Repeat only the lines below from the one containing "pub enum TaskResult" through the one containing "pub struct GitInfo", inclusive, exactly as written.

▶ **Stored data**:
────────

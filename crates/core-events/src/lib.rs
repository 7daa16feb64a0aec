//! Shared event and message types.
//!
//! Every channel that crosses a thread boundary carries a type declared
//! here, so producer crates (tasks, git, linter) and the consumer (the main
//! loop) agree on one vocabulary without depending on each other.
//!
//! Queue policy: background producers post to unbounded crossbeam channels;
//! the UI thread drains each queue once per loop iteration with `try_recv`
//! in a fixed order (async results, git, linter). Nothing on the UI thread
//! ever blocks on these queues.

use std::collections::HashMap;
use std::fmt;

pub use crossbeam_channel::{unbounded, Receiver, Sender, TryRecvError};

// -------------------------------------------------------------------------
// Key events
// -------------------------------------------------------------------------

/// A named special key. Printable input travels as `KeyCode::Char`.
#[derive(Debug, Clone, Copy, PartialEq, Eq, Hash)]
pub enum KeyCode {
    Char(char),
    Enter,
    Esc,
    Backspace,
    Tab,
    Up,
    Down,
    Left,
    Right,
    Home,
    End,
    PageUp,
    PageDown,
    Insert,
    Delete,
    F(u8),
}

bitflags::bitflags! {
    #[derive(Clone, Copy, Debug, PartialEq, Eq, Hash)]
    pub struct KeyMods: u8 {
        const CTRL  = 0b0000_0001;
        const ALT   = 0b0000_0010;
        const SHIFT = 0b0000_0100;
    }
}

/// A decoded key press: code plus modifier mask.
#[derive(Debug, Clone, Copy, PartialEq, Eq, Hash)]
pub struct KeyEvent {
    pub code: KeyCode,
    pub mods: KeyMods,
}

impl KeyEvent {
    pub fn new(code: KeyCode, mods: KeyMods) -> Self {
        Self { code, mods }
    }

    pub fn plain(code: KeyCode) -> Self {
        Self {
            code,
            mods: KeyMods::empty(),
        }
    }

    pub fn ctrl(ch: char) -> Self {
        Self {
            code: KeyCode::Char(ch),
            mods: KeyMods::CTRL,
        }
    }

    pub fn alt(ch: char) -> Self {
        Self {
            code: KeyCode::Char(ch),
            mods: KeyMods::ALT,
        }
    }

    /// The printable code point this event would insert, if any. Ctrl/Alt
    /// chords never insert.
    pub fn printable(&self) -> Option<char> {
        match self.code {
            KeyCode::Char(c)
                if !self.mods.contains(KeyMods::CTRL) && !self.mods.contains(KeyMods::ALT) =>
            {
                Some(c)
            }
            _ => None,
        }
    }
}

impl fmt::Display for KeyEvent {
    fn fmt(&self, f: &mut fmt::Formatter<'_>) -> fmt::Result {
        if self.mods.contains(KeyMods::CTRL) {
            write!(f, "ctrl+")?;
        }
        if self.mods.contains(KeyMods::ALT) {
            write!(f, "alt+")?;
        }
        if self.mods.contains(KeyMods::SHIFT) {
            write!(f, "shift+")?;
        }
        match self.code {
            KeyCode::Char(c) => write!(f, "{c}"),
            KeyCode::F(n) => write!(f, "f{n}"),
            other => write!(f, "{}", format!("{other:?}").to_lowercase()),
        }
    }
}

/// What a single poll of the terminal input produced.
#[derive(Debug, Clone, Copy, PartialEq, Eq)]
pub enum InputEvent {
    Key(KeyEvent),
    /// Terminal resized to (cols, rows).
    Resize(u16, u16),
    /// The poll timed out with no input.
    Timeout,
}

// -------------------------------------------------------------------------
// Async task engine messages
// -------------------------------------------------------------------------

/// Everything an AI request needs besides the prompt; resolved from
/// configuration and environment by the caller.
#[derive(Debug, Clone, PartialEq, Eq)]
pub struct AiRequestConfig {
    pub api_key: String,
    pub model: String,
    pub system_message: Option<String>,
    /// Operation-level timeout in seconds.
    pub timeout_secs: u64,
}

/// Inbound messages for the async task worker.
#[derive(Debug, Clone, PartialEq, Eq)]
pub enum TaskRequest {
    AiChat {
        provider: String,
        prompt: String,
        config: AiRequestConfig,
    },
    Shutdown,
}

/// Classification of background task failures surfaced to the user.
#[derive(Debug, Clone, Copy, PartialEq, Eq)]
pub enum TaskErrorKind {
    Auth,
    Quota,
    RateLimit,
    BadRequest,
    Server,
    Network,
    Timeout,
    Unknown,
}

impl fmt::Display for TaskErrorKind {
    fn fmt(&self, f: &mut fmt::Formatter<'_>) -> fmt::Result {
        let s = match self {
            TaskErrorKind::Auth => "auth",
            TaskErrorKind::Quota => "quota",
            TaskErrorKind::RateLimit => "rate_limit",
            TaskErrorKind::BadRequest => "bad_request",
            TaskErrorKind::Server => "server",
            TaskErrorKind::Network => "network",
            TaskErrorKind::Timeout => "timeout",
            TaskErrorKind::Unknown => "unknown",
        };
        f.write_str(s)
    }
}

/// Outbound results from the async task worker.
#[derive(Debug, Clone, PartialEq, Eq)]
pub enum TaskResult {
    AiReply { provider: String, text: String },
    TaskError { kind: TaskErrorKind, message: String },
}

// -------------------------------------------------------------------------
// Git adapter messages
// -------------------------------------------------------------------------

/// Summary shown in the status bar; `branch` carries a trailing `*` iff the
/// work tree has uncommitted changes.
#[derive(Debug, Clone, Default, PartialEq, Eq)]
pub struct GitInfo {
    pub branch: String,
    pub user: String,
    pub commits: String,
}

/// Porcelain status of one path.
#[derive(Debug, Clone, Copy, PartialEq, Eq)]
pub enum GitFileStatus {
    Modified,
    Added,
    Deleted,
    Renamed,
    Untracked,
}

#[derive(Debug, Clone)]
pub enum GitEvent {
    Info(GitInfo),
    /// Path -> status map rebuilt from `git status --porcelain`; keys are
    /// stored repo-relative, lookups accept absolute paths too.
    FileStatuses(HashMap<String, GitFileStatus>),
    Error(String),
}

// -------------------------------------------------------------------------
// Linter adapter messages
// -------------------------------------------------------------------------

#[derive(Debug, Clone, Copy, PartialEq, Eq, PartialOrd, Ord)]
pub enum LintSeverity {
    Info,
    Warning,
    Error,
}

/// One structured report per lint run.
#[derive(Debug, Clone)]
pub struct LintReport {
    pub severity: LintSeverity,
    pub body: String,
}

────────

▶ **OUTPUT OF THE EXERCISE**:
pub enum TaskResult {
    AiReply { provider: String, text: String },
    TaskError { kind: TaskErrorKind, message: String },
}

// -------------------------------------------------------------------------
// Git adapter messages
// -------------------------------------------------------------------------

/// Summary shown in the status bar; `branch` carries a trailing `*` iff the
/// work tree has uncommitted changes.
#[derive(Debug, Clone, Default, PartialEq, Eq)]
pub struct GitInfo {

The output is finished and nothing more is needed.